Sevoflurane Blocks the Induction of Long-term Potentiation When Present during, but Not When Present Only before, the High-frequency Stimulation

Authors: Jinyang Liu, M.S. et al

Anesthesiology 3 2018, Vol.128, 555-563.

Background: This study tests the hypothesis that sevoflurane blocks long-term potentiation only if it is present during the high-frequency stimulation that induces long-term potentiation.

Methods: Long-term potentiation, an electrophysiologic correlate of memory, was induced by high-frequency stimulation and measured as a persistent increase in the field excitatory postsynaptic potential slope in the CA1 region.

Results: Long-term potentiation was induced in the no sevoflurane group (171 ± 58% vs. 96 ± 11%; n = 13, mean ± SD); when sevoflurane (4%) was present during the high-frequency stimulation, long-term potentiation was blocked (92 ± 22% vs. 99 ± 7%, n = 6). While sevoflurane reduced the size of the field excitatory postsynaptic potential to single test stimuli by 59 ± 17%, it did not significantly reduce the size of the field excitatory postsynaptic potentials during the 100 Hz high-frequency stimulation. If sevoflurane was removed from the artificial cerebrospinal fluid superfusing the slices 10 min before the high-frequency stimulation, then long-term potentiation was induced (185 ± 48%, n = 7); this was not different from long-term potentiation in the no sevoflurane slices (171 ± 58). Sevoflurane before, but not during, ⊖-burst stimulation, a physiologic stimulus, did not block the induction of long-term potentiation (151 ± 37% vs. 161 ± 34%, n = 7).

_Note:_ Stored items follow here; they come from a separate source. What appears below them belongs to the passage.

//! service-core: Shared infrastructure for the sales gateway services.
pub mod config;
pub mod error;
pub mod observability;

pub use async_trait;
pub use axum;
pub use serde;
pub use serde_json;
pub use tokio;
pub use tower;
pub use tower_http;
pub use tracing;
pub use validator;
//! Sales order model: submission-state marker, default filling and the
//! open-order predicate.

use crate::config::OrderDefaults;
use chrono::{DateTime, NaiveDate, Utc};
use rust_decimal::Decimal;
use serde::{Deserialize, Serialize};
use sqlx::FromRow;

/// Tolerance for billing-completion noise on `per_billed`.
pub const BILLING_TOLERANCE: Decimal = Decimal::from_parts(1, 0, 0, false, 2); // 0.01

/// Submission-state marker of the external document framework.
#[derive(Debug, Clone, Copy, PartialEq, Eq, Serialize, Deserialize)]
#[serde(rename_all = "snake_case")]
pub enum DocStatus {
    Draft,
    Submitted,
    Cancelled,
}

impl DocStatus {
    pub fn from_marker(value: i16) -> Self {
        match value {
            1 => DocStatus::Submitted,
            2 => DocStatus::Cancelled,
            _ => DocStatus::Draft,
        }
    }

    pub fn as_marker(&self) -> i16 {
        match self {
            DocStatus::Draft => 0,
            DocStatus::Submitted => 1,
            DocStatus::Cancelled => 2,
        }
    }

    pub fn as_str(&self) -> &'static str {
        match self {
            DocStatus::Draft => "draft",
            DocStatus::Submitted => "submitted",
            DocStatus::Cancelled => "cancelled",
        }
    }
}

impl std::fmt::Display for DocStatus {
    fn fmt(&self, f: &mut std::fmt::Formatter<'_>) -> std::fmt::Result {
        write!(f, "{}", self.as_str())
    }
}

/// One payment schedule row on a sales order.
#[derive(Debug, Clone, FromRow, Serialize, Deserialize)]
pub struct PaymentScheduleRow {
    pub due_date: NaiveDate,
    pub invoice_portion: Decimal,
    pub payment_amount: Decimal,
    pub description: Option<String>,
}

/// Sales order document as the gateway sees it.
#[derive(Debug, Clone, FromRow, Serialize, Deserialize)]
pub struct SalesOrder {
    pub name: String,
    pub customer: String,
    pub company: Option<String>,
    pub naming_series: Option<String>,
    pub order_type: Option<String>,
    pub transaction_date: Option<NaiveDate>,
    pub delivery_date: Option<NaiveDate>,
    pub net_total: Decimal,
    pub grand_total: Decimal,
    pub rounded_total: Decimal,
    pub advance_paid: Decimal,
    pub per_billed: Decimal,
    pub docstatus: i16,
    pub creation: DateTime<Utc>,
    #[sqlx(skip)]
    #[serde(default)]
    pub payment_schedule: Vec<PaymentScheduleRow>,
}

impl SalesOrder {
    pub fn status(&self) -> DocStatus {
        DocStatus::from_marker(self.docstatus)
    }

    /// Total used for billing comparisons: the rounded total when the
    /// framework computed one, else the grand total.
    pub fn billing_total(&self) -> Decimal {
        if self.rounded_total != Decimal::ZERO {
            self.rounded_total
        } else {
            self.grand_total
        }
    }

    /// A submitted order still waiting on money or billing.
    pub fn is_open(&self) -> bool {
        self.status() == DocStatus::Submitted
            && self.billing_total() > self.advance_paid
            && (Decimal::from(100) - self.per_billed).abs() > BILLING_TOLERANCE
    }

    /// Fill blanks the way the ERP would before submission. Only fields the
    /// draft left empty are touched.
    pub fn apply_defaults(&mut self, defaults: &OrderDefaults, today: NaiveDate) {
        if self.company.as_deref().map_or(true, str::is_empty) {
            self.company = Some(defaults.company.clone());
        }
        if self.naming_series.as_deref().map_or(true, str::is_empty) {
            self.naming_series = Some(defaults.naming_series.clone());
        }
        if self.order_type.as_deref().map_or(true, str::is_empty) {
            self.order_type = Some(defaults.order_type.clone());
        }
        if self.transaction_date.is_none() {
            self.transaction_date = Some(today);
        }
        if self.delivery_date.is_none() {
            self.delivery_date = self.transaction_date;
        }
    }

    /// Backfill a single full-payment schedule row when the draft has none
    /// and carries a non-zero total.
    pub fn ensure_payment_schedule(&mut self) {
        if !self.payment_schedule.is_empty() {
            return;
        }
        let total = if self.grand_total != Decimal::ZERO {
            self.grand_total
        } else {
            self.net_total
        };
        if total == Decimal::ZERO {
            return;
        }
        let due_date = self
            .delivery_date
            .or(self.transaction_date)
            .unwrap_or_else(|| Utc::now().date_naive());
        self.payment_schedule.push(PaymentScheduleRow {
            due_date,
            invoice_portion: Decimal::from(100),
            payment_amount: total,
            description: Some("Full Payment".to_string()),
        });
    }
}

/// Open-order digest returned by the open-orders query.
#[derive(Debug, Clone, FromRow, Serialize, Deserialize)]
pub struct OpenSalesOrder {
    pub name: String,
    pub transaction_date: Option<NaiveDate>,
    pub grand_total: Decimal,
    pub advance_paid: Decimal,
}

impl From<&SalesOrder> for OpenSalesOrder {
    fn from(order: &SalesOrder) -> Self {
        Self {
            name: order.name.clone(),
            transaction_date: order.transaction_date,
            grand_total: order.grand_total,
            advance_paid: order.advance_paid,
        }
    }
}

#[cfg(test)]
mod tests {
    use super::*;

    fn draft(name: &str) -> SalesOrder {
        SalesOrder {
            name: name.to_string(),
            customer: "C1".to_string(),
            company: None,
            naming_series: None,
            order_type: None,
            transaction_date: None,
            delivery_date: None,
            net_total: Decimal::from(100),
            grand_total: Decimal::from(100),
            rounded_total: Decimal::ZERO,
            advance_paid: Decimal::ZERO,
            per_billed: Decimal::ZERO,
            docstatus: 0,
            creation: Utc::now(),
            payment_schedule: vec![],
        }
    }

    fn defaults() -> OrderDefaults {
        OrderDefaults {
            company: "Demo Company".to_string(),
            naming_series: "SO-".to_string(),
            order_type: "Sales".to_string(),
        }
    }

    #[test]
    fn defaults_fill_only_blanks() {
        let today = NaiveDate::from_ymd_opt(2024, 3, 1).unwrap();
        let mut order = draft("SO-0001");
        order.company = Some("Other Co".to_string());

        order.apply_defaults(&defaults(), today);

        assert_eq!(order.company.as_deref(), Some("Other Co"));
        assert_eq!(order.naming_series.as_deref(), Some("SO-"));
        assert_eq!(order.order_type.as_deref(), Some("Sales"));
        assert_eq!(order.transaction_date, Some(today));
        assert_eq!(order.delivery_date, Some(today));
    }

    #[test]
    fn payment_schedule_backfilled_for_nonzero_total() {
        let mut order = draft("SO-0002");
        order.transaction_date = Some(NaiveDate::from_ymd_opt(2024, 3, 1).unwrap());

        order.ensure_payment_schedule();

        assert_eq!(order.payment_schedule.len(), 1);
        let row = &order.payment_schedule[0];
        assert_eq!(row.payment_amount, Decimal::from(100));
        assert_eq!(row.invoice_portion, Decimal::from(100));
        assert_eq!(row.description.as_deref(), Some("Full Payment"));
    }

    #[test]
    fn payment_schedule_untouched_when_present_or_zero() {
        let mut order = draft("SO-0003");
        order.grand_total = Decimal::ZERO;
        order.net_total = Decimal::ZERO;
        order.ensure_payment_schedule();
        assert!(order.payment_schedule.is_empty());

        let mut order = draft("SO-0004");
        order.ensure_payment_schedule();
        order.ensure_payment_schedule();
        assert_eq!(order.payment_schedule.len(), 1);
    }

    #[test]
    fn open_predicate_respects_tolerance_and_advance() {
        let mut order = draft("SO-0005");
        order.docstatus = 1;
        assert!(order.is_open());

        // Fully billed within tolerance: closed.
        order.per_billed = Decimal::new(99995, 3); // 99.995
        assert!(!order.is_open());

        // Billing clearly incomplete: open again.
        order.per_billed = Decimal::from(50);
        assert!(order.is_open());

        // Fully paid in advance: closed.
        order.advance_paid = Decimal::from(100);
        assert!(!order.is_open());

        // Drafts never count as open.
        order.advance_paid = Decimal::ZERO;
        order.docstatus = 0;
        assert!(!order.is_open());
    }

    #[test]
    fn billing_total_prefers_rounded() {
        let mut order = draft("SO-0006");
        order.rounded_total = Decimal::from(99);
        assert_eq!(order.billing_total(), Decimal::from(99));
        order.rounded_total = Decimal::ZERO;
        assert_eq!(order.billing_total(), Decimal::from(100));
    }
}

Conclusions: Sevoflurane blocks long-term potentiation formation if present during the high-frequency stimulation; this blockage of long-term potentiation does not persist if sevoflurane is discontinued before the high-frequency stimulation. These results may explain why short periods of insufficient sevoflurane anesthesia may lead to recall of painful or traumatic events during surgery.

What We Already Know about This Topic

  • Sevoflurane administration, in appropriate doses, produces amnesia in part by facilitating γ-aminobutyric acid–mediated inhibition and decreasing N-methyl-D-aspartate–mediated excitation. These effects are rapidly reversed upon cessation of sevoflurane administration.
  • Sevoflurane also triggers changes in signal transduction systems, some of which play a central role in memory formation that persist for some time. Whether these changes in signal transduction impact memory function after discontinuation of sevoflurane is not clear.

What This Article Tells Us That Is New

  • Sevoflurane administration during the stimulation that induces long-term potentiation also reduced long-term potentiation, a model for memory formation, in the hippocampus. Long-term potentiation was not blocked if sevoflurane was discontinued before the stimulus that induces long-term potentiation.
  • The results suggest that sevoflurane can suppress memory formation only during its administration. The persistent effects on signal transduction do not prevent the recovery of memory formation.